→ **EXERCISE DIRECTIONS**
For the entries that follow, say how many lines hold the string "Duration", with nothing else in the reply.

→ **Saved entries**
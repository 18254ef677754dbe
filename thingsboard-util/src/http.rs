pub use client::{Client, ClientError, Method, Response, StatusCode};
pub use uri::{InvalidUriError, Uri};

mod uri {
    use std::fmt::Display;

    use thiserror::Error;

    #[derive(Debug, Error)]
    pub struct InvalidUriError(String);

    impl Display for InvalidUriError {
        fn fmt(&self, f: &mut std::fmt::Formatter<'_>) -> std::fmt::Result {
            self.0.fmt(f)
        }
    }

    impl From<http::uri::InvalidUri> for InvalidUriError {
        fn from(value: http::uri::InvalidUri) -> Self {
            InvalidUriError(value.to_string())
        }
    }

    /// An absolute URI pointing at a platform endpoint
    #[derive(Debug, Clone, PartialEq, Eq, Hash)]
    pub struct Uri(http::Uri);

    impl Uri {
        /// Build the plain-http base URI for a `host` and `port` pair
        pub fn from_host(host: &str, port: u16) -> Result<Self, InvalidUriError> {
            if host.is_empty() {
                return Err(InvalidUriError("host cannot be empty".to_owned()));
            }
            Ok(Self(http::Uri::from_maybe_shared(format!(
                "http://{host}:{port}"
            ))?))
        }

        /// Replace the path (and query) of `base_uri` with `segments`.
        ///
        /// Segments are percent-encoded, a `/` inside a segment does not
        /// split it.
        pub fn from_segments(
            base_uri: &Uri,
            segments: &[&str],
            query: Option<&str>,
        ) -> Result<Self, InvalidUriError> {
            let mut url = reqwest::Url::parse(&base_uri.to_string())
                .map_err(|e| InvalidUriError(e.to_string()))?;
            url.path_segments_mut()
                .map_err(|_| InvalidUriError("base URI cannot have a path".to_owned()))?
                .clear()
                .extend(segments);
            url.set_query(query);

            Ok(Self(http::Uri::from_maybe_shared(String::from(url))?))
        }

        pub fn path(&self) -> &str {
            self.0.path()
        }
    }

    impl Display for Uri {
        fn fmt(&self, f: &mut std::fmt::Formatter<'_>) -> std::fmt::Result {
            self.0.fmt(f)
        }
    }
}

mod client {
    use std::time::Duration;

    use reqwest::RequestBuilder;

    use super::uri::Uri;

    pub type Method = reqwest::Method;
    pub type StatusCode = reqwest::StatusCode;

    #[derive(Debug, thiserror::Error)]
    pub enum ClientError {
        #[error("failed to build client: {0}")]
        Build(reqwest::Error),

        #[error("server replied with status: {0}")]
        Response(StatusCode),

        #[error(transparent)]
        Client(reqwest::Error),

        #[error(transparent)]
        Server(reqwest::Error),
    }

    #[derive(Debug)]
    pub struct Response(reqwest::Response);

    impl Response {
        pub fn status(&self) -> StatusCode {
            self.0.status()
        }

        /// Read the full body as text, consuming the response
        pub async fn text(self) -> Result<String, ClientError> {
            self.0.text().await.map_err(ClientError::Server)
        }

        /// Fail with [ClientError::Response] unless the status is 2xx
        pub fn error_for_status(self) -> Result<Self, ClientError> {
            match self.status() {
                status if status.is_success() => Ok(self),
                status => Err(ClientError::Response(status)),
            }
        }
    }

    // Based on: https://github.com/ramsayleung/rspotify/blob/master/rspotify-http/src/reqwest.rs
    #[derive(Debug, Clone)]
    pub struct Client {
        client: reqwest::Client,
        timeout: Option<Duration>,
    }

    impl Client {
        /// Create a client applying `timeout` to every request.
        ///
        /// Fails if the underlying connection pool (TLS backend, resolver)
        /// cannot be initialized.
        pub fn try_new(timeout: Option<Duration>) -> Result<Self, ClientError> {
            let client = reqwest::Client::builder()
                .build()
                .map_err(ClientError::Build)?;
            Ok(Self { client, timeout })
        }

        /// POST a raw JSON document
        ///
        /// The payload is sent as-is, no validation is performed.
        pub async fn post_json(&self, uri: &Uri, payload: String) -> Result<Response, ClientError> {
            self.request(Method::POST, uri, |req| {
                Ok(req
                    .header(reqwest::header::CONTENT_TYPE, "application/json")
                    .body(payload))
            })
            .await
        }

        /// Thin wrapper around [reqwest::Request], this is your gateway to
        /// a fully customizable client if this type's methods won't do.
        pub async fn request<D>(
            &self,
            method: Method,
            uri: &Uri,
            decorator: D,
        ) -> Result<Response, ClientError>
        where
            D: FnOnce(RequestBuilder) -> Result<RequestBuilder, ClientError>,
        {
            let mut request = self.client.request(method, uri.to_string());

            if let Some(timeout) = self.timeout {
                request = request.timeout(timeout);
            }

            request = decorator(request)?;

            Ok(Response(request.send().await.map_err(ClientError::Client)?))
        }
    }
}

→ **FINAL ANSWER**
3